- **WORK INSTRUCTION**: Line filter on the word "color": copy each matching line from the entries.

- **EXERCISE MATERIAL**:

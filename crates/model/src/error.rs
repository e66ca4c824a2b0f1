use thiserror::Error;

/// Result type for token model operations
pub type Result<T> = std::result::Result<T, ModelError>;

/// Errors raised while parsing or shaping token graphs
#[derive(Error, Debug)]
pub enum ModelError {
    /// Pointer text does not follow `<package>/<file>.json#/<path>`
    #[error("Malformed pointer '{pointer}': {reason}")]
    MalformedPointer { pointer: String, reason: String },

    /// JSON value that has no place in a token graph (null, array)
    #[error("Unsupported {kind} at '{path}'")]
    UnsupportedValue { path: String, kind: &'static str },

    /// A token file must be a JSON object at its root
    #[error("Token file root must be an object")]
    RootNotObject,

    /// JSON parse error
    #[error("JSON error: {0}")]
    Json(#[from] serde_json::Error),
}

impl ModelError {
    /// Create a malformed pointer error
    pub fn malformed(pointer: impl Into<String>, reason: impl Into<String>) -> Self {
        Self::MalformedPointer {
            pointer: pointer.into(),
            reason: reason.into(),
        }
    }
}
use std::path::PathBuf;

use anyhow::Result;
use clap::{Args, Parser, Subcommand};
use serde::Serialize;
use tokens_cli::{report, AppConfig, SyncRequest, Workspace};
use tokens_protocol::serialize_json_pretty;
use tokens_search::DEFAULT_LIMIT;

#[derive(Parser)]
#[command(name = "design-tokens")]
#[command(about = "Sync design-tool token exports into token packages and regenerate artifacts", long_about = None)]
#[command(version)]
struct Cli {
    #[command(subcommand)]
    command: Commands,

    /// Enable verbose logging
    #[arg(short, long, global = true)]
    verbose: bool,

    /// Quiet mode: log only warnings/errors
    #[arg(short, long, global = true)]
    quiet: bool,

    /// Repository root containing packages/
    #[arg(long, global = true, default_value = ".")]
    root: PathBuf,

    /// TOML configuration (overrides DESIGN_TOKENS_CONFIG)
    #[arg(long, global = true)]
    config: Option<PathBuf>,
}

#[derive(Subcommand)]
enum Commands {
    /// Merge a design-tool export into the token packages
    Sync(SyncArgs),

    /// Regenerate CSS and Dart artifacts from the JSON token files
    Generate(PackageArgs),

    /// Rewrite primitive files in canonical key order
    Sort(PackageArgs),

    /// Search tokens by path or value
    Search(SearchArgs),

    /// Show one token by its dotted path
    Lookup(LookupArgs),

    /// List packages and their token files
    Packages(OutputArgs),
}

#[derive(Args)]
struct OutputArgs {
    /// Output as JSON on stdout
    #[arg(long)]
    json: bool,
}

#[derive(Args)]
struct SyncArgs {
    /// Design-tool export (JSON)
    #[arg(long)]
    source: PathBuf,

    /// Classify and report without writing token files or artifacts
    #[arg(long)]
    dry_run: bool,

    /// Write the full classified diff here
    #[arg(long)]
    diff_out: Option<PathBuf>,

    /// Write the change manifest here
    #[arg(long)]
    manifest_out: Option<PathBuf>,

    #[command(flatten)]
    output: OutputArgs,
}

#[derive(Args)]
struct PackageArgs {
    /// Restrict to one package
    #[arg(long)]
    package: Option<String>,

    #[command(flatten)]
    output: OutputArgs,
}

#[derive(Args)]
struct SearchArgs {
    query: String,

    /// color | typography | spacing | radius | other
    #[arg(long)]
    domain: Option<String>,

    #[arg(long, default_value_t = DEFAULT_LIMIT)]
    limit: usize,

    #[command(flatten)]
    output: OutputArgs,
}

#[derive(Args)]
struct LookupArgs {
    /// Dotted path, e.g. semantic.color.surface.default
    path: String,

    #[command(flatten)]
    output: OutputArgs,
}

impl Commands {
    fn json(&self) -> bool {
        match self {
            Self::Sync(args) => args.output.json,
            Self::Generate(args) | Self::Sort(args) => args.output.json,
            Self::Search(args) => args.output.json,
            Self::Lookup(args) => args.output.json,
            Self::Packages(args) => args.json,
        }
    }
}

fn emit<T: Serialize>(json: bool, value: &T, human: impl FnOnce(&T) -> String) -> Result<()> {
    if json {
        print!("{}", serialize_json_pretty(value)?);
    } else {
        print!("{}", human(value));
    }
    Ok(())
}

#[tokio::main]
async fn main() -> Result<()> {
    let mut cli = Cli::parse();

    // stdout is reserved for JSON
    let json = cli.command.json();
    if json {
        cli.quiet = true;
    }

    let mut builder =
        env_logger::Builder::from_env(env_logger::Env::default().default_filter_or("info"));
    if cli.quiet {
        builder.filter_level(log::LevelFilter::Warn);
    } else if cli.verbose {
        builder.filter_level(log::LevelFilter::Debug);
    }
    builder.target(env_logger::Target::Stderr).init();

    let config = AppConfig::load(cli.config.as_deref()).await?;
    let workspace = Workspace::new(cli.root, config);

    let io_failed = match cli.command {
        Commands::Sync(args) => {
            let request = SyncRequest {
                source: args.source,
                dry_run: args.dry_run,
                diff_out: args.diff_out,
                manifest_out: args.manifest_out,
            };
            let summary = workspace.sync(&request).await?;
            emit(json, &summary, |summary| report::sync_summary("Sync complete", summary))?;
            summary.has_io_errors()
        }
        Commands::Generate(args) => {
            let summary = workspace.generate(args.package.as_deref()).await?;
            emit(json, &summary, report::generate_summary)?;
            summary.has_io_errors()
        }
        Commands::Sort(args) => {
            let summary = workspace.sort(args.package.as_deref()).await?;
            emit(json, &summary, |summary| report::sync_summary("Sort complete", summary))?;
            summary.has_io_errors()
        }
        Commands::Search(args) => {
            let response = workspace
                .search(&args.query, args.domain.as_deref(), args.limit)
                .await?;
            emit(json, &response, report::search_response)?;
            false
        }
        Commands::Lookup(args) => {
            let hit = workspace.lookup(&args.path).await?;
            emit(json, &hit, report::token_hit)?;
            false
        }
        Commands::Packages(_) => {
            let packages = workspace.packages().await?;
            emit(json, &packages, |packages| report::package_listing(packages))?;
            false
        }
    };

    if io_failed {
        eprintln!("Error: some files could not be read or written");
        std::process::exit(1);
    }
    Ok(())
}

...

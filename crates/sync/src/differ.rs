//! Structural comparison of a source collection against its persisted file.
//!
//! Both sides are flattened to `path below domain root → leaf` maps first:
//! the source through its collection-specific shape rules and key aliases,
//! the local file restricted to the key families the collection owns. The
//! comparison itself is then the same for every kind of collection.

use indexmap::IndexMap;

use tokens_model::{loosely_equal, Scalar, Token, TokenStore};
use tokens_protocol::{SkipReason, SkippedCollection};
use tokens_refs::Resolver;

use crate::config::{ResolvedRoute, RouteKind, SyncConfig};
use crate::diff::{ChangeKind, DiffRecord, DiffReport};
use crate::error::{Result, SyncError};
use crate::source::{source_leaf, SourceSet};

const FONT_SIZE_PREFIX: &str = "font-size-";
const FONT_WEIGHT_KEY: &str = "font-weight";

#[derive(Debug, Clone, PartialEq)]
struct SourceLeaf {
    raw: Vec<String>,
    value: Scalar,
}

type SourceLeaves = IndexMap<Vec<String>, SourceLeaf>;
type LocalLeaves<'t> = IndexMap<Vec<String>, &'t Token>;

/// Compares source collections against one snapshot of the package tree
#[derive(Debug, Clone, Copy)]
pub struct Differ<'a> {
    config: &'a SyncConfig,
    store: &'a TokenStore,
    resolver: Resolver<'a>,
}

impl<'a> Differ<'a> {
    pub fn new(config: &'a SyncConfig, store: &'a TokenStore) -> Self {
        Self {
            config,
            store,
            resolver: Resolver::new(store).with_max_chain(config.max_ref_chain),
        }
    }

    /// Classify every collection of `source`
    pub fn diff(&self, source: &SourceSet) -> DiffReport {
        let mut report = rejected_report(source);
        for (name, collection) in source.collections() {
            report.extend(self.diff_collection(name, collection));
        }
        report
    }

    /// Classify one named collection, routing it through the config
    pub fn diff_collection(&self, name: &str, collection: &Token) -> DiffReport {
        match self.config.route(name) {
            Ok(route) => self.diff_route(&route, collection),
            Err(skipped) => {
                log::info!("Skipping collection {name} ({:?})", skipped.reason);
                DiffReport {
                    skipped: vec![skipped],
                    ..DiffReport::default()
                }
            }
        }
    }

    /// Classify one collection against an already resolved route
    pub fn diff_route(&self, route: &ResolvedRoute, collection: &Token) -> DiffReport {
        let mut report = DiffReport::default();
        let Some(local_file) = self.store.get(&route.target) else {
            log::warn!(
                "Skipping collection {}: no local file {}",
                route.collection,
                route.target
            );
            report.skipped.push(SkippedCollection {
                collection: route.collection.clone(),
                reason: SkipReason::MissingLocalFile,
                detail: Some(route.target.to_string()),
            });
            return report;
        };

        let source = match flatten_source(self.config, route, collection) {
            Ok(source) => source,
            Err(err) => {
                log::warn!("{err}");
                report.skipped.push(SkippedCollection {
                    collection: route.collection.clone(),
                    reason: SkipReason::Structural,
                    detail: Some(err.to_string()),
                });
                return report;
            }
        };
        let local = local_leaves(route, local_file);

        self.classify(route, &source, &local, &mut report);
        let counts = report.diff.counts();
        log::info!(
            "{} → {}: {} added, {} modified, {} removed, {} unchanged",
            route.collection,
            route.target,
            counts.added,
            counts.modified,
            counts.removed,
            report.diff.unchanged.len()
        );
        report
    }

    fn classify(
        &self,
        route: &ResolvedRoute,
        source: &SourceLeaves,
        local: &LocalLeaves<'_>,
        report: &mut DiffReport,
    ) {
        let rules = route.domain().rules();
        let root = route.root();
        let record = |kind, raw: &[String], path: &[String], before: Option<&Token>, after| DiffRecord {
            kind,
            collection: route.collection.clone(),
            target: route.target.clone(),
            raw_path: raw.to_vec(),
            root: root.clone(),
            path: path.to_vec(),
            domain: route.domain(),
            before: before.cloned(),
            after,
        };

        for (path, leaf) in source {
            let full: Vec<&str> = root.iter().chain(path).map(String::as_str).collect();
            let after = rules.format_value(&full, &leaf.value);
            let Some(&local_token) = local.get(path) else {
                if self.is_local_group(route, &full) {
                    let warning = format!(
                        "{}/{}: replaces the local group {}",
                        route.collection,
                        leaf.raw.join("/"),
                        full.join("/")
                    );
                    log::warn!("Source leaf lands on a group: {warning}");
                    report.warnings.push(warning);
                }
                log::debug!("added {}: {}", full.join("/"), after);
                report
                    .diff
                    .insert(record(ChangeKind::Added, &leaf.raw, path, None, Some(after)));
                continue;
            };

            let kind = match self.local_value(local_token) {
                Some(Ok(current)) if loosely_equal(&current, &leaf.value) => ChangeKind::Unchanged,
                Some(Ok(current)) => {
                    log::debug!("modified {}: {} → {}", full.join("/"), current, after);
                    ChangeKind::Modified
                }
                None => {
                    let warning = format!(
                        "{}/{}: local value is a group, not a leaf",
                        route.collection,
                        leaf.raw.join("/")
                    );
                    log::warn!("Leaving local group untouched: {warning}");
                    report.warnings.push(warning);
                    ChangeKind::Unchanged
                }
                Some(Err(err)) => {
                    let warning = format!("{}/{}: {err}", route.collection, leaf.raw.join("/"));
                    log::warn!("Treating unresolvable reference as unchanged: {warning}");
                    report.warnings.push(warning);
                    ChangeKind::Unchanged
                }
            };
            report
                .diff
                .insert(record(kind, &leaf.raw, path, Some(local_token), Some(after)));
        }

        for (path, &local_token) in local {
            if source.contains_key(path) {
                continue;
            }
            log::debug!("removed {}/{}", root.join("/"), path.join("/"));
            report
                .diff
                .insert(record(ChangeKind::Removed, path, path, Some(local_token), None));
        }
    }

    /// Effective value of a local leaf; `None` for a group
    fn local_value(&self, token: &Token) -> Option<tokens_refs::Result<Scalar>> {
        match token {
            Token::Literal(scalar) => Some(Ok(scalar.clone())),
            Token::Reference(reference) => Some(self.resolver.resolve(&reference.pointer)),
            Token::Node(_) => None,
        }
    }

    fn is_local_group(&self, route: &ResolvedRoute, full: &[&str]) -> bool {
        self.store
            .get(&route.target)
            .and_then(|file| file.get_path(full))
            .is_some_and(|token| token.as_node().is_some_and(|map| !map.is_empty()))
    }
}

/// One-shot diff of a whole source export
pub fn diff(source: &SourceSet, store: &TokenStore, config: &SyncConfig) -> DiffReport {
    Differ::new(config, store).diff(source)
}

- **OUTPUT FOR THIS TASK**:
    /// color | typography | spacing | radius | other
    /// Dotted path, e.g. semantic.color.surface.default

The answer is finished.